(Entries taken from a collection)
-*-*-

//! Call control block: the primitives an application submits and the indications it receives.

use core::fmt;

use q931_ies::message::Ies;

use crate::Q931Lib;
use crate::call::{CallId, CallTimer};
use crate::chanset::Chanset;
use crate::error::Result;
use crate::transport::IntfId;

/// Request or response from the application to the stack
#[derive(Debug, Clone)]
pub enum Q931Primitive {
    SetupRequest { intf: IntfId, ies: Ies },
    MoreInfoRequest { call: CallId, ies: Ies },
    ProceedingRequest { call: CallId, ies: Ies },
    AlertingRequest { call: CallId, ies: Ies },
    SetupResponse { call: CallId, ies: Ies },
    SetupCompleteRequest { call: CallId, ies: Ies },
    DisconnectRequest { call: CallId, ies: Ies },
    ReleaseRequest { call: CallId, ies: Ies },
    RejectRequest { call: CallId, ies: Ies },
    InfoRequest { call: CallId, ies: Ies },
    NotifyRequest { call: CallId, ies: Ies },
    ProgressRequest { call: CallId, ies: Ies },
    FacilityRequest { call: CallId, ies: Ies },
    StatusEnquiryRequest { call: CallId, ies: Ies },
    SuspendRequest { call: CallId, ies: Ies },
    SuspendResponse { call: CallId, ies: Ies },
    SuspendRejectRequest { call: CallId, ies: Ies },
    ResumeRequest { intf: IntfId, ies: Ies },
    ResumeResponse { call: CallId, ies: Ies },
    ResumeRejectRequest { call: CallId, ies: Ies },
    RestartRequest { intf: IntfId, channels: Chanset },
    /// Channels of the peer's RESTART are free again
    RestartResponse { intf: IntfId },
}

/// Indication or confirmation from the stack to the application
#[derive(Debug, Clone, PartialEq, Eq)]
pub enum Q931Indication {
    /// SETUP received; the call is in Call Present
    Setup { call: CallId, intf: IntfId, ies: Ies },
    /// SETUP ACKNOWLEDGE received, more digits wanted
    MoreInfo { call: CallId, ies: Ies },
    Proceeding { call: CallId, ies: Ies },
    Alerting { call: CallId, ies: Ies },
    /// CONNECT received on an outgoing call
    SetupConfirm { call: CallId, ies: Ies },
    /// CONNECT ACKNOWLEDGE received on an incoming call
    SetupComplete { call: CallId, ies: Ies },
    ConnectChannel { call: CallId, channel: u8 },
    DisconnectChannel { call: CallId, channel: u8 },
    Disconnect { call: CallId, ies: Ies },
    /// Peer released the call, or it was cleared locally. The call is gone.
    Release { call: CallId, ies: Ies },
    /// Release initiated here has completed. The call is gone.
    ReleaseConfirm { call: CallId, ies: Ies, timed_out: bool },
    /// Outgoing call refused before it was established. The call is gone.
    Reject { call: CallId, ies: Ies },
    Info { call: CallId, ies: Ies },
    Notify { call: CallId, ies: Ies },
    Progress { call: CallId, ies: Ies },
    Facility { call: CallId, ies: Ies },
    Status { call: CallId, ies: Ies },
    Timeout { call: CallId, timer: CallTimer },
    /// A received message was rejected with a STATUS or clearing message
    Error { call: CallId, cause: u8 },
    Suspend { call: CallId, ies: Ies },
    SuspendConfirm { call: CallId, ies: Ies, ok: bool },
    /// RESUME received for `suspended`; the new call is in Resume Request
    Resume { call: CallId, suspended: CallId, ies: Ies },
    ResumeConfirm { call: CallId, ies: Ies, ok: bool },
    ManagementRestartConfirm { intf: IntfId, channels: Chanset, ok: bool },
    /// Peer restarts `channels`. Their calls are already cleared; answer with `restart_response`.
    Restart { intf: IntfId, channels: Chanset },
    /// No `restart_response` within T317. The restart was acknowledged regardless.
    RestartTimeout { intf: IntfId, channels: Chanset },
}

impl Q931Indication {
    pub fn call(&self) -> Option<CallId> {
        use Q931Indication::*;
        match self {
            Setup { call, .. }
            | MoreInfo { call, .. }
            | Proceeding { call, .. }
            | Alerting { call, .. }
            | SetupConfirm { call, .. }
            | SetupComplete { call, .. }
            | ConnectChannel { call, .. }
            | DisconnectChannel { call, .. }
            | Disconnect { call, .. }
            | Release { call, .. }
            | ReleaseConfirm { call, .. }
            | Reject { call, .. }
            | Info { call, .. }
            | Notify { call, .. }
            | Progress { call, .. }
            | Facility { call, .. }
            | Status { call, .. }
            | Timeout { call, .. }
            | Error { call, .. }
            | Suspend { call, .. }
            | SuspendConfirm { call, .. }
            | Resume { call, .. }
            | ResumeConfirm { call, .. } => Some(*call),
            ManagementRestartConfirm { .. } | Restart { .. } | RestartTimeout { .. } => None,
        }
    }
}

impl fmt::Display for Q931Indication {
    fn fmt(&self, f: &mut fmt::Formatter<'_>) -> fmt::Result {
        use Q931Indication::*;
        match self {
            Setup { call, ies, .. } => write!(f, "SetupIndication {} {}", call, ies),
            MoreInfo { call, .. } => write!(f, "MoreInfoIndication {}", call),
            Proceeding { call, .. } => write!(f, "ProceedingIndication {}", call),
            Alerting { call, .. } => write!(f, "AlertingIndication {}", call),
            SetupConfirm { call, .. } => write!(f, "SetupConfirm {}", call),
            SetupComplete { call, .. } => write!(f, "SetupCompleteIndication {}", call),
            ConnectChannel { call, channel } => write!(f, "ConnectChannel {} B{}", call, channel),
            DisconnectChannel { call, channel } => write!(f, "DisconnectChannel {} B{}", call, channel),
            Disconnect { call, ies } => write!(f, "DisconnectIndication {} {}", call, ies),
            Release { call, ies } => write!(f, "ReleaseIndication {} {}", call, ies),
            ReleaseConfirm { call, timed_out, .. } => write!(f, "ReleaseConfirm {} timed_out {}", call, timed_out),
            Reject { call, ies } => write!(f, "RejectIndication {} {}", call, ies),
            Info { call, ies } => write!(f, "InfoIndication {} {}", call, ies),
            Notify { call, ies } => write!(f, "NotifyIndication {} {}", call, ies),
            Progress { call, ies } => write!(f, "ProgressIndication {} {}", call, ies),
            Facility { call, .. } => write!(f, "FacilityIndication {}", call),
            Status { call, ies } => write!(f, "StatusIndication {} {}", call, ies),
            Timeout { call, timer } => write!(f, "TimeoutIndication {} {}", call, timer),
            Error { call, cause } => write!(f, "ErrorIndication {} cause {}", call, cause),
            Suspend { call, .. } => write!(f, "SuspendIndication {}", call),
            SuspendConfirm { call, ok, .. } => write!(f, "SuspendConfirm {} ok {}", call, ok),
            Resume { call, suspended, .. } => write!(f, "ResumeIndication {} for {}", call, suspended),
            ResumeConfirm { call, ok, .. } => write!(f, "ResumeConfirm {} ok {}", call, ok),
            ManagementRestartConfirm { intf, channels, ok } => {
                write!(f, "ManagementRestartConfirm intf {} {} ok {}", intf, channels, ok)
            }
            Restart { intf, channels } => write!(f, "RestartIndication intf {} {}", intf, channels),
            RestartTimeout { intf, channels } => write!(f, "RestartTimeout intf {} {}", intf, channels),
        }
    }
}

impl Q931Lib {
    /// Execute one primitive. Returns the new call for SetupRequest and ResumeRequest.
    pub fn dispatch(&mut self, prim: Q931Primitive) -> Result<Option<CallId>> {
        use Q931Primitive::*;
        tracing::trace!("dispatch {:?}", prim);
        match prim {
            SetupRequest { intf, ies } => self.setup_request(intf, ies).map(Some),
            ResumeRequest { intf, ies } => self.resume_request(intf, ies).map(Some),
            RestartRequest { intf, channels } => self.restart_request(intf, channels).map(|_| None),
            RestartResponse { intf } => self.restart_response(intf).map(|_| None),
            MoreInfoRequest { call, ies } => self.more_info_request(call, ies).map(|_| None),
            ProceedingRequest { call, ies } => self.proceeding_request(call, ies).map(|_| None),
            AlertingRequest { call, ies } => self.alerting_request(call, ies).map(|_| None),
            SetupResponse { call, ies } => self.setup_response(call, ies).map(|_| None),
            SetupCompleteRequest { call, ies } => self.setup_complete_request(call, ies).map(|_| None),
            DisconnectRequest { call, ies } => self.disconnect_request(call, ies).map(|_| None),
            ReleaseRequest { call, ies } => self.release_request(call, ies).map(|_| None),
            RejectRequest { call, ies } => self.reject_request(call, ies).map(|_| None),
            InfoRequest { call, ies } => self.info_request(call, ies).map(|_| None),
            NotifyRequest { call, ies } => self.notify_request(call, ies).map(|_| None),
            ProgressRequest { call, ies } => self.progress_request(call, ies).map(|_| None),
            FacilityRequest { call, ies } => self.facility_request(call, ies).map(|_| None),
            StatusEnquiryRequest { call, ies } => self.status_enquiry_request(call, ies).map(|_| None),
            SuspendRequest { call, ies } => self.suspend_request(call, ies).map(|_| None),
            SuspendResponse { call, ies } => self.suspend_response(call, ies).map(|_| None),
            SuspendRejectRequest { call, ies } => self.suspend_reject_request(call, ies).map(|_| None),
            ResumeResponse { call, ies } => self.resume_response(call, ies).map(|_| None),
            ResumeRejectRequest { call, ies } => self.resume_reject_request(call, ies).map(|_| None),
        }
    }
}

-*-*-

• Problem to solve: From the data above, show each line that contains "cleared".

• Task solution:
    /// Peer released the call, or it was cleared locally. The call is gone.
    /// Peer restarts `channels`. Their calls are already cleared; answer with `restart_response`.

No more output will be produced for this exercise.